Nurul Ludfia Rochmah, S.Pd., M.Pd., Ketua HISKI Komisariat Banyuwangi, menegaskan bahwa presentasi daring ini bukanlah akhir, melainkan bagian dari jalan panjang HISKI dalam membangun ekosistem sastra berbasis tradisi. “Lokakarya Mei 2025 menjadi dasar terciptanya karya alih wahana yang kini dipresentasikan. Hari ini para peserta menunjukkan daya cipta mereka dalam menghidupkan kembali tradisi klasik.
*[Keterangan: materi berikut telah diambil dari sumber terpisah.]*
use std::fmt;
use std::ops::{Add, Div, Mul, Sub};
use std::os::raw::c_float;

use types::{component_range_panic, float_hash};

/// Mirror of the native `aiColor3D`, an opaque RGB color.
#[repr(C, packed)]
#[derive(Clone, Copy, Debug, Default, PartialEq)]
pub struct Color3D {
    pub r: c_float,
    pub g: c_float,
    pub b: c_float,
}

impl Color3D {
    pub fn new(r: f32, g: f32, b: f32) -> Color3D {
        Color3D { r, g, b }
    }

    pub fn set(&mut self, r: f32, g: f32, b: f32) {
        self.r = r;
        self.g = g;
        self.b = b;
    }

    /// Channel at `index` (0 = r, 1 = g, 2 = b). Panics outside `0..3`.
    pub fn get(&self, index: usize) -> f32 {
        match index {
            0 => self.r,
            1 => self.g,
            2 => self.b,
            _ => component_range_panic("Color3D", index),
        }
    }

    pub fn set_component(&mut self, index: usize, value: f32) {
        match index {
            0 => self.r = value,
            1 => self.g = value,
            2 => self.b = value,
            _ => component_range_panic("Color3D", index),
        }
    }

    pub fn hash_code(&self) -> i32 {
        let Color3D { r, g, b } = *self;
        float_hash(r)
            .wrapping_add(float_hash(g))
            .wrapping_add(float_hash(b))
    }
}

impl Add for Color3D {
    type Output = Color3D;

    fn add(self, rhs: Color3D) -> Color3D {
        Color3D::new(self.r + rhs.r, self.g + rhs.g, self.b + rhs.b)
    }
}

impl Sub for Color3D {
    type Output = Color3D;

    fn sub(self, rhs: Color3D) -> Color3D {
        Color3D::new(self.r - rhs.r, self.g - rhs.g, self.b - rhs.b)
    }
}

impl Mul for Color3D {
    type Output = Color3D;

    fn mul(self, rhs: Color3D) -> Color3D {
        Color3D::new(self.r * rhs.r, self.g * rhs.g, self.b * rhs.b)
    }
}

impl Mul<f32> for Color3D {
    type Output = Color3D;

    fn mul(self, scalar: f32) -> Color3D {
        Color3D::new(self.r * scalar, self.g * scalar, self.b * scalar)
    }
}

impl Mul<Color3D> for f32 {
    type Output = Color3D;

    fn mul(self, c: Color3D) -> Color3D {
        Color3D::new(c.r * self, c.g * self, c.b * self)
    }
}

impl Div for Color3D {
    type Output = Color3D;

    fn div(self, rhs: Color3D) -> Color3D {
        Color3D::new(self.r / rhs.r, self.g / rhs.g, self.b / rhs.b)
    }
}

impl Div<f32> for Color3D {
    type Output = Color3D;

    fn div(self, divisor: f32) -> Color3D {
        Color3D::new(self.r / divisor, self.g / divisor, self.b / divisor)
    }
}

impl fmt::Display for Color3D {
    fn fmt(&self, f: &mut fmt::Formatter) -> fmt::Result {
        let Color3D { r, g, b } = *self;
        write!(f, "{{R:{} G:{} B:{}}}", r, g, b)
    }
}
Rangkaian ini akan bermuara pada Gelar Karya dan Saresehan Budaya, 24 September 2025, beriringan dengan Pameran Banyuwangi Tempo Doeloe sebagai bagian dari Banyuwangi Festival 2025,” ungkapnya.
Dengan demikian, HISKI tidak hanya mencetak karya, melainkan juga membangun ruang dialog antara teks, konteks, dan teknologi. Karya-karya yang lahir dari tangan para peserta menjadi bukti bahwa sastra klasik tidak terperangkap di lembar manuskrip maupun ruang ritual lisan, tetapi dapat dialih-wahanakan ke dalam bentuk kreatif baru yang bersenyawa dengan zaman digital.
Lebih dari sekadar kegiatan akademik, rangkaian lokakarya dan presentasi ini merupakan ikhtiar kebudayaan: menjaga agar tradisi Nusantara tetap hidup, sekaligus menanamkannya dalam denyut kebudayaan kontemporer. HISKI berharap, melalui strategi ini, sastra berbasis tradisi tidak hanya dilestarikan sebagai pusaka, tetapi juga dikembangkan agar relevan dan produktif bagi generasi kini maupun mendatang.
Dalam narasi besar perjalanan bangsa, kegiatan ini adalah bukti bahwa sastra mampu menjadi jembatan antara masa lalu dan masa depan—antara suara nenek moyang yang berbisik dalam manuskrip dan tradisi lisan, dengan gema digital yang menghubungkan manusia lintas ruang dan waktu.